Combatimento in Musica di Tancredi et Clorinda, descritto dal Tasso; il quale volendosi esser fatto in genere rappresentativo, si farà entrare alla sprovista (dopo cantatosi alcuni madrigali senza gesto) dalla parte de la Camera in cui si farà la Musica, Clorinda a piedi armata, seguita da Tancredi armato sopra ad un Cavallo Marrano, et il Testo all’hora comincerà il Canto.

   Faranno gli passi et gesti nel modo che l’oratione esprime, et nulla di più né meno, osservando questi diligentemente gli tempi, colpi et passi, et gli ustrimentisti gli suoni incitati e molli; et il Testo le parole a tempo pronuntiate, in maniera, che le creationi venghino ad incontrarsi in una immitatione unita; Clorinda parlerà quando gli toccherà, tacendo il Testo; così Tancredi.

   Gli ustrimenti, cioè quattro viole da brazzo, Soprano, Alto, Tenore et Basso et contrabasso da Gamba, che continuerà con il Clavicembano, doveranno essere tocchi ad immitatione delle passioni dell’oratione; la voce del Testo doverà essere chiara, ferma et di bona pronuntia alquanto discosta da gli ustrimenti, atiò meglio sii intesa nel oratione.

   Non doverà far gorghe né trilli in altro loco, che solamente nel canto de la stanza che incomincia “Notte”; il rimanente porterà le pronuntie et <a> similitudine delle passioni del’oratione.

   In tal maniera (già dodici Anni) fu rapresentato nel Pallazzo del’Illustrissimo et Eccelentissimo Signor Girolamo Mozzenigo, mio particolar Signore. Con ogni compitezza, per essere Cavaliere di bonissimo et delicato gusto; In tempo però di Carnevale per passatempo di veglia; Alla presenza di tutta la nobiltà, la quale restò mossa dall’affetto di essere statto canto di genere non più visto né udito. 

 

 

Torquato TASSO  (1544-1595)

“Tancredi che Clorinda un uomo stima”

dalla Gerusalemme liberata XII, 52-62, 64-68 (con adattamenti dalla Gerusalemme conquistata, XV)

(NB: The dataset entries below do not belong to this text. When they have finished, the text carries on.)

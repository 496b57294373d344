//! Interactive terminal UI.

use console::Term;

use super::{
    prompt_user, NonInteractiveUi, OutputMode, Prompt, PromptResult, SpinnerHandle, UserInterface,
};
use crate::error::Result;
use crate::ui::spinner::ProgressSpinner;
use crate::ui::theme::CairnTheme;

/// UI for interactive terminal sessions.
pub struct TerminalUi {
    term: Term,
    theme: CairnTheme,
    output_mode: OutputMode,
}

impl TerminalUi {
    /// Create a terminal UI with the given output mode.
    pub fn new(output_mode: OutputMode) -> Self {
        Self {
            term: Term::stdout(),
            theme: CairnTheme::new(),
            output_mode,
        }
    }
}

impl UserInterface for TerminalUi {
    fn output_mode(&self) -> OutputMode {
        self.output_mode
    }

    fn message(&mut self, msg: &str) {
        if self.output_mode != OutputMode::Quiet {
            let _ = self.term.write_line(msg);
        }
    }

    fn success(&mut self, msg: &str) {
        if self.output_mode != OutputMode::Quiet {
            let _ = self.term.write_line(&self.theme.format_success(msg));
        }
    }

    fn warning(&mut self, msg: &str) {
        let _ = self.term.write_line(&self.theme.format_warning(msg));
    }

    fn error(&mut self, msg: &str) {
        let _ = self.term.write_line(&self.theme.format_error(msg));
    }

    fn prompt(&mut self, prompt: &Prompt) -> Result<PromptResult> {
        prompt_user(prompt, &self.term)
    }

    fn start_spinner(&mut self, message: &str) -> Box<dyn SpinnerHandle> {
        Box::new(ProgressSpinner::start(message))
    }

    fn is_interactive(&self) -> bool {
        true
    }
}

/// Create the right UI for the session.
pub fn create_ui(interactive: bool, output_mode: OutputMode) -> Box<dyn UserInterface> {
    if interactive {
        Box::new(TerminalUi::new(output_mode))
    } else {
        Box::new(NonInteractiveUi::new(output_mode))
    }
}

Nota metrica: ottave epiche; schema delle rime: AB AB AB CC. (Le parole in corsivo rappresentano le integrazioni dalla Conquistata).


[52.] Tancredi che Clorinda un homo stima,
vol nel’armi provarla al paragone
:
va girando colei l’alpestre cima
ver altra porta ove d’entrar dispone.
Segue egli impetuoso: onde assai prima
che giunga, in guisa avien che d’armi suone,
ch’ella si volge e grida: «O tu, che porte,
correndo sì?» Rispose: «E guerra e morte.»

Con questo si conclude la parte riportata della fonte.